It has been known for many years that seizures cause large decreases in cerebral ATP [101]. Around the time when McIlwain showed that electrical stimulation caused accumulations of cAMP and release of adenosine in brain slices, Sattin demonstrated that seizure activity caused accumulation of cAMP in brain tissue in vivo [179]. As might be expected on the basis of his earlier work, caffeine and theophylline greatly reduced this accumulation, but precipitated more severe seizures - an early indication of the anticonvulsant actions of endogenous adenosine. Subsequent work revealed elevations in tissue adenosine in vivo in response to electrical stimulation [174], with the expectation that it would be released into the extracellular space.

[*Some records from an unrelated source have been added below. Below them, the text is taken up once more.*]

#![cfg(feature = "cli")]

use assert_cmd::Command;
use predicates::str::contains as str_contains;
use std::fs;
use tempfile::TempDir;

#[allow(deprecated)]
fn cli() -> Command {
    Command::cargo_bin("cli").expect("cli binary")
}

fn export() -> TempDir {
    let dir = TempDir::new().expect("create temp dir");
    let tables = [
        (
            "project_summary",
            "PROJID,SHORT_NAME,STARU\n0,Alpha,2024-01-08 08:00:00\n1,Beta,2024-02-05 08:00:00\n",
        ),
        (
            "bar",
            "PROJID,BARID,NAMH,NATURAL_ORDER,STARV,ENF\n\
             0,1,Groundworks,1,2024-01-08 08:00:00,2024-01-09 17:00:00\n\
             0,2,Frame,2,2024-01-10 08:00:00,2024-01-10 17:00:00\n\
             1,3,Fit out,1,2024-02-05 08:00:00,2024-02-05 17:00:00\n",
        ),
        (
            "task",
            "PROJID,TASKID,NARE,BAR,NATURAO_ORDER,STARZ,ENJ\n\
             0,10,Excavate,1,1,2024-01-08 08:00:00,2024-01-08 17:00:00\n\
             0,11,Foundations,1,2,2024-01-09 08:00:00,2024-01-09 17:00:00\n\
             0,12,Erect,2,1,2024-01-10 08:00:00,2024-01-10 17:00:00\n\
             1,20,Partitions,3,1,2024-02-05 08:00:00,2024-02-05 17:00:00\n",
        ),
    ];
    for (name, content) in tables {
        fs::write(dir.path().join(format!("{name}.csv")), content).expect("write table");
    }
    dir
}

#[test]
fn cli_prints_task_table() {
    let dir = export();
    let assert = cli().arg(dir.path()).assert().success();
    let output = String::from_utf8_lossy(&assert.get_output().stdout).to_string();
    assert!(output.contains("| unique_id |"), "missing header:\n{output}");
    assert!(output.contains("Groundworks"));
    // children are indented beneath their bar
    assert!(output.contains("  Excavate"), "expected indented task:\n{output}");
    assert!(output.contains("2024-01-08 08:00"));
    assert!(!output.contains("Partitions"));
}

#[test]
fn cli_lists_projects() {
    let dir = export();
    cli()
        .arg(dir.path())
        .arg("--list")
        .assert()
        .success()
        .stdout(str_contains("0\tAlpha"))
        .stdout(str_contains("1\tBeta"));
}

#[test]
fn cli_reads_selected_project_as_json() {
    let dir = export();
    let assert = cli()
        .arg(dir.path())
        .args(["--project", "1", "--json"])
        .assert()
        .success();
    let project: serde_json::Value =
        serde_json::from_slice(&assert.get_output().stdout).expect("json output");
    assert_eq!(project["properties"]["name"], "Beta");
    assert_eq!(project["tasks"][0]["name"], "Partitions");
}

#[test]
fn cli_reports_missing_file() {
    let dir = TempDir::new().expect("create temp dir");
    cli()
        .arg(dir.path().join("missing.pp"))
        .assert()
        .failure()
        .stderr(str_contains("Error:"));
}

Although rapid elevations of whole brain and cortical adenosine levels were observed during seizure activity induced by electrical stimulation [185] and bicuculline [184, 220,221], attempts by Schrader and colleagues [184] to measure increased adenosine efflux into the superior sagittal sinus were unsuccessful. A subsequent HPLC study by Berne and colleagues did reveal increases in interstitial adenosine following bicuculline-induced seizures in newborn piglets, but not when attempts were made to increase the oxygen supply to the brain via increased mean arterial blood pressure and increased partial pressure of oxygen (pO2) of the dialysis perfusate [145]. This suggests that hypoxia associated with seizure activity may be an important determinant of seizure-induced adenosine release. However, pharmacological and adenosine sensor experiments show that adenosine release occurs in vitro in response to very brief (10 - 15 s) seizures under conditions where oxygenation, of the medium at least, remains constant [54,55]. This does not preclude that there are very localised synaptic changes in oxygenation favouring ATP breakdown and adenosine accumulation and release [203]. What may distinguish between the two (O2-dependent and O2-independent release) are differential mechanisms in adenosine release under the two conditions.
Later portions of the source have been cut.